Albumin-kinetics and haemodynamic studies were performed in 20 patients with decompensated liver cirrhosis in order to improve the knowledge on genesis and perpetuation of hepatic ascites, especially with respect to determinants of intraperitoneal protein. A positive relationship was found between the plasma-to-peritoneal transport rate of albumin (index of 'lymph-imbalance') and the mass of intraperitoneal albumin (rlog = 0.82, P less than 0.001), indicating a significant role of 'lymph-imbalance' to sequestration of protein in the peritoneal cavity. Ascitic fluid albumin concentration was on the average 0.22 of that of plasma and directly correlated to the plasma concentration (rlin = 0.68, P less than 0.01). The hydrostatic pressure difference across the splanchnic microvasculature (assessed as wedged hepatic vein minus inferior vena caval pressure) was directly correlated to the effective (plasma minus ascitic fluid) oncotic pressure (rlin = 0.74, P less than 0.001) but significantly higher than that (P less than 0.005), indicating a 'non-equilibrium' in the splanchnic Starling forces. The results point to a multivariate genesis and perpetuation of cirrhotic ascites as laid down in the 'lymph-imbalance' theory of ascites formation, whereas a 'fluid equilibrium' theory seems to be too simple, especially with respect to explain protein sequestration in the peritoneal cavity.
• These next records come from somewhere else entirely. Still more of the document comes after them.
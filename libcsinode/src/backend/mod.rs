//! Store and provisioner implementations.
//!
//! [`memory`] keeps everything in process memory. It backs the test suites
//! and is usable wherever a node agent runs without a cluster API (single-node
//! setups, simulations).

pub mod memory;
对20例失代偿期肝硬化患者进行了白蛋白动力学和血流动力学研究,以增进对肝腹水发生和持续存在的认识,特别是关于腹腔内蛋白质的决定因素。发现白蛋白的血浆至腹腔转运率(“淋巴失衡”指标)与腹腔内白蛋白量之间呈正相关(rlog = 0.82,P < 0.001),表明“淋巴失衡”在蛋白质隔离于腹腔中起重要作用。腹水白蛋白浓度平均为血浆浓度的0.22,且与血浆浓度直接相关(rlin = 0.68,P < 0.01)。经内脏微血管系统的静水压差(通过肝静脉楔压减去下腔静脉压评估)与有效(血浆减去腹水)胶体渗透压直接相关(rlin = 0.74,P < 0.001),但显著高于该值(P < 0.005),表明内脏的Starling力存在“非平衡”。结果表明,肝硬化腹水的发生和持续存在是多因素的,正如腹水形成的“淋巴失衡”理论所述,而“液体平衡”理论似乎过于简单,尤其是在解释蛋白质在腹腔内的隔离方面。